Ok, here's my amateur interpretation of where things currently stand:
The Russian Army is in some state of partial collapse, having abandoned the attack of Kiev and failing to make substantive advances ont he ground in weeks. Stockpiles of precision guided munitions have been largely depleted, the Ural tank plant has stopped production and the 135,000 conscripts called up last week will take months to be trained and formed into effective combat units. Nontraditional sources of reinforcements (Wagner group mercs, 16,000 Syrian veterans and various Chechen private armies) are unlikely to arrive in sufficient mass and be able to integrate effectively into the Russian armed forces to effect the outcome. Byelorussian units are unlikely to intervene on Russia's behalf. The Russian military itself is scraping the bottom to the barrel for combat troops, having denuded the Pacific Fleet of Marines, for example.
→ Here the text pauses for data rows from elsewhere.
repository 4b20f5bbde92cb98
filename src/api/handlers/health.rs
//! Health check endpoint handlers.
//!
//! Liveness answers as long as the process can serve requests. Readiness
//! probes the database pool (when the postgres engine is in use) and the
//! characters API.

use std::collections::BTreeMap;
use std::time::Instant;

use axum::{extract::State, http::StatusCode, response::Json};
use utoipa_axum::router::OpenApiRouter;
use utoipa_axum::routes;

use crate::api::doc::HEALTH_TAG;
use crate::api::dto::{ComponentHealth, HealthStatus, LivenessResponse, ReadinessResponse};
use crate::db::AsyncDbPool;
use crate::state::AppState;

pub fn health_routes() -> OpenApiRouter<AppState> {
    OpenApiRouter::new()
        .routes(routes!(liveness_check))
        .routes(routes!(readiness_check))
}

#[utoipa::path(
    get,
    path = "/liveness",
    tag = HEALTH_TAG,
    responses(
        (status = 200, description = "Service is alive", body = LivenessResponse)
    )
)]
async fn liveness_check() -> Json<LivenessResponse> {
    Json(LivenessResponse {
        status: HealthStatus::Up,
    })
}

/// Readiness probe endpoint.
///
/// # Responses
/// - `200 OK` - every dependency answered
/// - `503 Service Unavailable` - at least one dependency is down
#[utoipa::path(
    get,
    path = "/readiness",
    tag = HEALTH_TAG,
    responses(
        (status = 200, description = "Service is ready", body = ReadinessResponse),
        (status = 503, description = "Service is not ready", body = ReadinessResponse)
    )
)]
async fn readiness_check(State(state): State<AppState>) -> (StatusCode, Json<ReadinessResponse>) {
    let mut checks = BTreeMap::new();

    if let Some(pool) = &state.db_pool {
        checks.insert("database".to_string(), check_database(pool).await);
    }
    checks.insert("characters".to_string(), check_characters(&state).await);

    let response = ReadinessResponse::new(crate::pkg_version(), checks);
    let status = match response.status {
        HealthStatus::Up => StatusCode::OK,
        HealthStatus::Down => StatusCode::SERVICE_UNAVAILABLE,
    };

    (status, Json(response))
}

async fn check_database(pool: &AsyncDbPool) -> ComponentHealth {
    use diesel_async::RunQueryDsl;

    let start_time = Instant::now();
    let result = match pool.get().await {
        Ok(mut conn) => diesel::sql_query("SELECT 1")
            .execute(&mut conn)
            .await
            .map(|_| ())
            .map_err(|e| format!("Query failed: {}", e)),
        Err(e) => Err(format!("Connection failed: {}", e)),
    };

    component(result, start_time)
}

async fn check_characters(state: &AppState) -> ComponentHealth {
    let start_time = Instant::now();
    let result = state
        .services
        .characters
        .ping()
        .await
        .map_err(|e| e.to_string());

    component(result, start_time)
}

fn component(result: Result<(), String>, start_time: Instant) -> ComponentHealth {
    let response_time_ms = start_time.elapsed().as_millis() as u64;
    match result {
        Ok(()) => ComponentHealth {
            status: HealthStatus::Up,
            message: None,
            response_time_ms,
        },
        Err(message) => {
            tracing::warn!(%message, "Readiness check failed");
            ComponentHealth {
                status: HealthStatus::Down,
                message: Some(message),
                response_time_ms,
            }
        }
    }
}
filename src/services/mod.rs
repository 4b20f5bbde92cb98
//! Service layer for business logic operations.
//!
//! Services encapsulate business logic and coordinate between
//! repositories, upstream clients and handlers.

mod character_service;
mod user_service;

pub use character_service::CharacterService;
pub use user_service::{DeleteResult, UserService};

use crate::external::CharactersClient;
use crate::repositories::Repositories;

/// Aggregates all services for convenient access.
///
/// Cloning is cheap since repositories and the HTTP client are shared.
#[derive(Clone)]
pub struct Services {
    pub users: UserService,
    pub characters: CharacterService,
}

impl Services {
    pub fn new(repos: Repositories, characters: CharactersClient) -> Self {
        Self {
            users: UserService::new(repos.users),
            characters: CharacterService::new(characters),
        }
    }
}
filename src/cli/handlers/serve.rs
//! Serve command handler

use crate::config::{Environment, Settings};
use crate::server::Server;

pub struct ServeCommandHandler {
    config: Settings,
    environment: Environment,
}

impl ServeCommandHandler {
    pub fn new(config: Settings, environment: Environment) -> Self {
        Self {
            config,
            environment,
        }
    }

    /// Start the server, or only report what would start when `dry_run`.
    pub async fn execute(self, dry_run: bool) -> anyhow::Result<()> {
        if dry_run {
            return self.validate_only();
        }

        Server::new(self.config, self.environment).run().await
    }

    /// Validate configuration without starting the server
    pub fn validate_only(&self) -> anyhow::Result<()> {
        self.config.validate()?;

        println!("✓ Configuration is valid ({})", self.environment);
        println!("✓ Server would bind to: {}", self.config.server.address());
        println!("✓ Database engine: {}", self.config.database.engine()?);
        println!("✓ Characters API: {}", self.config.characters.base_url);
        println!("Dry run completed successfully - configuration is ready for deployment");

        Ok(())
    }

    pub fn config(&self) -> &Settings {
        &self.config
    }
}
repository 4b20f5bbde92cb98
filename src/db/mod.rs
//! Database connection pool and schema migrations.
//!
//! Provides async PostgreSQL connection pooling using diesel_async with bb8.

mod migrations;
mod pool;

pub use migrations::{MIGRATIONS, pending_migrations, revert_migrations, run_pending_migrations};
pub use pool::{AsyncDbPool, establish_async_connection_pool};
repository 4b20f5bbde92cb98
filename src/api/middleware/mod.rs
//! Middleware components for request processing.
//!
//! This module contains middleware for logging, request ID tracking
//! and error response normalization.

mod error_handler;
mod logging;
mod request_id;

pub use error_handler::{UpstreamBody, error_to_code, error_to_status_code, global_error_handler};
pub use logging::logging_middleware;
pub use request_id::{REQUEST_ID_HEADER, RequestId, request_id_middleware};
The Ukrainians are likely to follow/drive the Russians back to the Byelorussian border in the north. Mariupol is probably lost, the Russians control about 85% of it. The Russian units retreating from the Kiev front are likely to be re-commited in the Donbas region, or at least allow a shuffle of uncommited units (if any exist) to the Donbas. The Russian hope is that the influx of troops there will shore up the front line enough to resist the coming Ukrainian counterattack. To limit the scope of the counterattack the Russians are trying to tie down as many Ukrainian troops as they can in other areas, launching diversionary attacks in Odessa and Kharkov to prevent the Ukrainian command from stripping those areas of troops to reinforce the counterattack.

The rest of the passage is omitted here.